I remember the intensity of labor the following morning. I remember the shock and horror of birthing a purple baby and having her cord easily tear completely in half as the my midwife pulled her from the water of the birthing tub. I remember all the people who descended upon our home when Paul called 911. The cries and pleas we both uttered repeatedly as we were taken to the hospital via ambulance still ring in my ears.
I remember how when they moved Felicity back and forth from our room in the hospital, they covered her up so that no other patients would see her and be scared because she was obviously dead. I remember forcing myself to eat a ham and cheese sandwich for lunch at the hospital, while gasping for breath because of all the crying I'd done.
I remember coming home, but to be honest the days to follow are a blur. I can't remember if I ate regular meals, slept all the time, or sat practically comatose on the couch. I remember my inability to go downstairs where Felicity had been born for the first week or so. I remember googling "stillbirth" and "true knots" and reading everything I could find.
I remember my mom and my aunt laboring to create a bulletin for Felicity's memorial service and me saying that it wasn't really necessary. It turned out amazing and it's one of my favorite things about her service. I remember going to hold and comfort Ethan as he broke down in anguished sobs when we watched the NILMDTS video of our photo session for the first time.

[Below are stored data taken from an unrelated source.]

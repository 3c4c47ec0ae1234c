//! Parsing and formatting of race times and paces.

/// Parse `M:SS` or `H:MM:SS` into seconds.
///
/// Blank input, non-numeric parts and any other number of separators
/// yield `None` rather than an error.
pub fn parse_time_secs(input: &str) -> Option<u32> {
    let trimmed = input.trim();
    if trimmed.is_empty() {
        return None;
    }

    let parts = trimmed
        .split(':')
        .map(|p| p.trim().parse::<u32>().ok())
        .collect::<Option<Vec<_>>>()?;

    match parts.as_slice() {
        [m, s] => Some(m * 60 + s),
        [h, m, s] => Some(h * 3600 + m * 60 + s),
        _ => None,
    }
}

/// Format seconds as `M:SS`, or `H:MM:SS` past an hour
pub fn format_duration(seconds: f64) -> String {
    if !seconds.is_finite() || seconds < 0.0 {
        return "--".into();
    }
    let total = seconds.round() as u64;
    let (h, m, s) = (total / 3600, (total % 3600) / 60, total % 60);
    if h > 0 {
        format!("{}:{:02}:{:02}", h, m, s)
    } else {
        format!("{}:{:02}", m, s)
    }
}

/// Format a pace in seconds per mile as `M:SS/mi`
pub fn format_pace(seconds_per_mile: Option<f64>) -> String {
    match seconds_per_mile {
        Some(p) if p.is_finite() && p > 0.0 => {
            let total = p.round() as u64;
            format!("{}:{:02}/mi", total / 60, total % 60)
        }
        _ => "--".into(),
    }
}

#[cfg(test)]
mod tests {
    use super::*;

    #[test]
    fn test_parse_minutes_seconds() {
        assert_eq!(parse_time_secs("5:30"), Some(330));
        assert_eq!(parse_time_secs("05:04"), Some(304));
    }

    #[test]
    fn test_parse_hours() {
        assert_eq!(parse_time_secs("1:05:30"), Some(3930));
    }

    #[test]
    fn test_parse_rejects_garbage() {
        assert_eq!(parse_time_secs(""), None);
        assert_eq!(parse_time_secs("   "), None);
        assert_eq!(parse_time_secs("abc"), None);
        assert_eq!(parse_time_secs("5:xx"), None);
        assert_eq!(parse_time_secs("330"), None);
        assert_eq!(parse_time_secs("1:2:3:4"), None);
    }

    #[test]
    fn test_format_duration() {
        assert_eq!(format_duration(330.0), "5:30");
        assert_eq!(format_duration(60.0), "1:00");
        assert_eq!(format_duration(3930.0), "1:05:30");
        assert_eq!(format_duration(330.7), "5:31");
    }

    #[test]
    fn test_format_pace() {
        assert_eq!(format_pace(Some(330.0)), "5:30/mi");
        assert_eq!(format_pace(Some(600.0)), "10:00/mi");
        assert_eq!(format_pace(Some(0.0)), "--");
        assert_eq!(format_pace(None), "--");
    }
}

I remember my intense need to be hugged by everyone at the memorial service. The physical contact seemed like the only thing holding me up. I remember Paul carrying Felicity's casket at the end of the memorial service out to the cemetery.
I remember all these things and many more. They are not easy memories, but I cling to them because they are all I have.
Despite not having Felicity here, I am looking forward to her birthday. Paul gave me the greatest gift a few weeks ago by announcing he's taking the day off so we can be together as a family. Knowing that has given me the strength to do some planning. I look forward to sharing Felicity's day with you soon!